## TASK DIRECTIONS
Each line from the start of the records through the line containing "async fn health()" is to be transcribed exactly, and no other line is to be included.

Stored items:
▼▼▼
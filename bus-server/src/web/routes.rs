//! HTTP route handlers.

use axum::{
    Json, Router,
    extract::{Path, Query, State},
    http::StatusCode,
    response::IntoResponse,
    routing::get,
};
use tower_http::trace::TraceLayer;
use tracing::warn;

use crate::domain::{self, DomainError, Route, RouteId};

use super::dto::*;
use super::state::AppState;

/// Upper bound on suggestions or recommendations a client may ask for.
const MAX_RESULT_LIMIT: usize = 10;

/// Create the application router.
pub fn create_router(state: AppState) -> Router {
    Router::new()
        .route("/health", get(health))
        .route("/api/buses", get(list_routes))
        .route("/api/buses/filter", get(filter_routes))
        .route("/api/buses/:id", get(get_route))
        .route("/api/search", get(search))
        .route("/api/stops/recommend", get(recommend_stops))
        .layer(TraceLayer::new_for_http())
        .with_state(state)
}

/// Health check endpoint.
async fn health() -> &'static str {
    "ok"
}

/// List every route in the catalog.
async fn list_routes(State(state): State<AppState>) -> Json<Vec<Route>> {
    let routes = state.catalog.all().await;
    Json(routes.as_ref().clone())
}

/// Routes whose name, description or stops contain the filter text.
async fn filter_routes(
    State(state): State<AppState>,
    Query(req): Query<FilterRequest>,
) -> Json<Vec<Route>> {
    let routes = state.catalog.all().await;
    let filtered = state
        .matcher
        .filter_routes(&routes, &req.q)
        .into_iter()
        .cloned()
        .collect();
    Json(filtered)
}

/// Fetch a single route by id.
async fn get_route(
    State(state): State<AppState>,
    Path(id): Path<String>,
) -> Result<Json<Route>, AppError> {
    let not_found = || AppError::NotFound {
        message: format!("Bus not found: {id}"),
    };

    let route_id = RouteId::parse(&id).map_err(|_| not_found())?;
    let route = state.catalog.get(&route_id).await.ok_or_else(not_found)?;
    Ok(Json(route))
}

/// Search routes by destination.
///
/// Returns matching routes, or suggestions when nothing matches.
async fn search(
    State(state): State<AppState>,
    Query(req): Query<SearchRequest>,
) -> Result<Json<SearchResponse>, AppError> {
    let query = domain::Query::parse(req.destination.as_deref().unwrap_or_default())?;
    let limit = parse_limit(req.limit.as_deref(), state.matcher.config().suggestion_limit)?;

    let routes = state.catalog.all().await;
    let outcome = state.matcher.search_with_limit(&routes, &query, limit);

    Ok(Json(SearchResponse::from_outcome(&query, outcome)))
}

/// Type-ahead stop names for a partially typed term.
async fn recommend_stops(
    State(state): State<AppState>,
    Query(req): Query<RecommendRequest>,
) -> Result<Json<StopRecommendations>, AppError> {
    let limit = parse_limit(req.limit.as_deref(), state.matcher.config().recommend_limit)?;

    let routes = state.catalog.all().await;
    let stops = state.matcher.recommend_stops(&routes, &req.q, limit);

    Ok(Json(StopRecommendations {
        query: req.q.trim().to_string(),
        stops,
    }))
}

/// Parse an optional `limit` parameter, capped at [`MAX_RESULT_LIMIT`].
///
/// Missing or blank values take `default`.
fn parse_limit(raw: Option<&str>, default: usize) -> Result<usize, AppError> {
    let limit = match raw.map(str::trim).filter(|s| !s.is_empty()) {
        None => default,
        Some(raw) => raw.parse::<usize>().map_err(|e| AppError::BadRequest {
            message: format!("Invalid limit {raw:?}: {e}"),
        })?,
    };

    Ok(limit.min(MAX_RESULT_LIMIT))
}

/// Application error type.
#[derive(Debug)]
pub enum AppError {
    BadRequest { message: String },
    NotFound { message: String },
}

impl From<DomainError> for AppError {
    fn from(e: DomainError) -> Self {
        AppError::BadRequest {
            message: e.to_string(),
        }
    }
}

impl IntoResponse for AppError {
    fn into_response(self) -> axum::response::Response {
        let (status, message) = match self {
            AppError::BadRequest { message } => (StatusCode::BAD_REQUEST, message),
            AppError::NotFound { message } => (StatusCode::NOT_FOUND, message),
        };

        warn!(%status, "{message}");

        let body = Json(ErrorResponse { error: message });
        (status, body).into_response()
    }
}

#[cfg(test)]
mod tests {
    use super::*;
    use axum::body::{Body, to_bytes};
    use axum::http::Request;
    use tower::ServiceExt;

    use crate::catalog::RouteCatalog;
    use crate::matcher::{MatchPolicy, MatcherConfig, StopMatcher};

    fn route(id: &str, name: &str, stops: &[&str]) -> Route {
        Route::new(
            RouteId::parse(id).unwrap(),
            name,
            stops.iter().map(|s| s.to_string()).collect(),
        )
    }

    fn app_with(matcher: StopMatcher) -> Router {
        let catalog = RouteCatalog::from_routes(vec![
            route("s12", "S-12", &["Howrah Station", "Esplanade", "Saltlake"]),
            route("ac9", "AC-9", &["Champadali Bus Stand", "Dunlop"]),
            route("e32", "E-32", &["BT College", "Ultadanga", "Perk Lane"]),
        ]);
        create_router(AppState::new(catalog, matcher))
    }

    fn app() -> Router {
        app_with(StopMatcher::default())
    }

    async fn get_json(app: Router, uri: &str) -> (StatusCode, serde_json::Value) {
        let response = app
            .oneshot(Request::builder().uri(uri).body(Body::empty()).unwrap())
            .await
            .unwrap();
        let status = response.status();
        let bytes = to_bytes(response.into_body(), usize::MAX).await.unwrap();
        (status, serde_json::from_slice(&bytes).unwrap())
    }

    #[tokio::test]
    async fn health_ok() {
        let response = app()
            .oneshot(Request::builder().uri("/health").body(Body::empty()).unwrap())
            .await
            .unwrap();
        assert_eq!(response.status(), StatusCode::OK);
        let bytes = to_bytes(response.into_body(), usize::MAX).await.unwrap();
        assert_eq!(&bytes[..], b"ok");
    }

    #[tokio::test]
    async fn list_all_routes() {
        let (status, json) = get_json(app(), "/api/buses").await;
        assert_eq!(status, StatusCode::OK);
        assert_eq!(json.as_array().unwrap().len(), 3);
        assert_eq!(json[0]["_id"], "s12");
    }

    #[tokio::test]
    async fn get_route_by_id() {
        let (status, json) = get_json(app(), "/api/buses/ac9").await;
        assert_eq!(status, StatusCode::OK);
        assert_eq!(json["name"], "AC-9");

        let (status, json) = get_json(app(), "/api/buses/zz1").await;
        assert_eq!(status, StatusCode::NOT_FOUND);
        assert_eq!(json["error"], "Bus not found: zz1");
    }

    #[tokio::test]
    async fn filter_routes_by_text() {
        let (status, json) = get_json(app(), "/api/buses/filter?q=dunlop").await;
        assert_eq!(status, StatusCode::OK);
        assert_eq!(json.as_array().unwrap().len(), 1);
        assert_eq!(json[0]["_id"], "ac9");

        let (_, json) = get_json(app(), "/api/buses/filter").await;
        assert_eq!(json.as_array().unwrap().len(), 3);
    }

    #[tokio::test]
    async fn search_matches() {
        let (status, json) = get_json(app(), "/api/search?destination=howra").await;
        assert_eq!(status, StatusCode::OK);
        assert_eq!(json["outcome"], "matches");
        assert_eq!(json["routes"][0]["id"], "s12");
        assert_eq!(json["routes"][0]["to"], "Saltlake");
    }

    #[tokio::test]
    async fn search_suggestions_respect_limit() {
        // Two edits from "dunlop": too far to match, close enough to suggest
        let (status, json) = get_json(app(), "/api/search?destination=dnlp&limit=1").await;
        assert_eq!(status, StatusCode::OK);
        assert_eq!(json["outcome"], "suggestions");
        assert_eq!(json["stops"], serde_json::json!(["Dunlop"]));
    }

    #[tokio::test]
    async fn search_too_general_and_too_short() {
        let (_, json) = get_json(app(), "/api/search?destination=College").await;
        assert_eq!(json["outcome"], "too_general");
        assert_eq!(json["related"], serde_json::json!(["bt college"]));

        let (_, json) = get_json(app(), "/api/search?destination=zq").await;
        assert_eq!(json["outcome"], "too_short");
    }

    #[tokio::test]
    async fn search_requires_destination() {
        let (status, json) = get_json(app(), "/api/search").await;
        assert_eq!(status, StatusCode::BAD_REQUEST);
        assert_eq!(json["error"], "query must not be empty");

        let (status, _) = get_json(app(), "/api/search?destination=%20%20").await;
        assert_eq!(status, StatusCode::BAD_REQUEST);
    }

    #[tokio::test]
    async fn search_uses_configured_policy() {
        let strict = StopMatcher::new(MatcherConfig::new(MatchPolicy::Strict, 3));

        // "park" is one edit from "Perk"; only the strict common-word gate refuses it
        let (_, lenient) = get_json(app(), "/api/search?destination=park").await;
        assert_eq!(lenient["outcome"], "matches");
        assert_eq!(lenient["routes"][0]["id"], "e32");

        let (_, strict) = get_json(app_with(strict), "/api/search?destination=park").await;
        assert_eq!(strict["outcome"], "suggestions");
        assert_eq!(strict["stops"], serde_json::json!(["Perk Lane"]));
    }

    #[tokio::test]
    async fn invalid_limit_is_json_bad_request() {
        let (status, json) = get_json(app(), "/api/search?destination=dnlp&limit=abc").await;
        assert_eq!(status, StatusCode::BAD_REQUEST);
        assert!(json["error"].as_str().unwrap().starts_with("Invalid limit \"abc\""));

        let (status, _) = get_json(app(), "/api/stops/recommend?q=dun&limit=-1").await;
        assert_eq!(status, StatusCode::BAD_REQUEST);
    }

    #[tokio::test]
    async fn blank_limit_takes_default() {
        let (status, json) = get_json(app(), "/api/search?destination=dnlp&limit=").await;
        assert_eq!(status, StatusCode::OK);
        assert_eq!(json["stops"], serde_json::json!(["Dunlop"]));
    }

    #[tokio::test]
    async fn recommend_stops_endpoint() {
        let (status, json) = get_json(app(), "/api/stops/recommend?q=%20esp").await;
        assert_eq!(status, StatusCode::OK);
        assert_eq!(json["query"], "esp");
        assert_eq!(json["stops"], serde_json::json!(["Esplanade"]));

        let (_, json) = get_json(app(), "/api/stops/recommend?q=h").await;
        assert_eq!(json["stops"], serde_json::json!([]));

        let (_, json) = get_json(app(), "/api/stops/recommend").await;
        assert_eq!(json["stops"], serde_json::json!([]));
    }

    #[test]
    fn limit_parsing() {
        assert_eq!(parse_limit(None, 3).unwrap(), 3);
        assert_eq!(parse_limit(Some(" 7 "), 3).unwrap(), 7);
        assert_eq!(parse_limit(Some("50"), 3).unwrap(), MAX_RESULT_LIMIT);
        assert!(matches!(
            parse_limit(Some("many"), 3),
            Err(AppError::BadRequest { .. })
        ));
    }
}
▲▲▲
## YOUR RESPONSE
filename bus-server/src/web/routes.rs
//! HTTP route handlers.

use axum::{
    Json, Router,
    extract::{Path, Query, State},
    http::StatusCode,
    response::IntoResponse,
    routing::get,
};
use tower_http::trace::TraceLayer;
use tracing::warn;

use crate::domain::{self, DomainError, Route, RouteId};

use super::dto::*;
use super::state::AppState;

/// Upper bound on suggestions or recommendations a client may ask for.
const MAX_RESULT_LIMIT: usize = 10;

/// Create the application router.
pub fn create_router(state: AppState) -> Router {
    Router::new()
        .route("/health", get(health))
        .route("/api/buses", get(list_routes))
        .route("/api/buses/filter", get(filter_routes))
        .route("/api/buses/:id", get(get_route))
        .route("/api/search", get(search))
        .route("/api/stops/recommend", get(recommend_stops))
        .layer(TraceLayer::new_for_http())
        .with_state(state)
}

/// Health check endpoint.
async fn health() -> &'static str {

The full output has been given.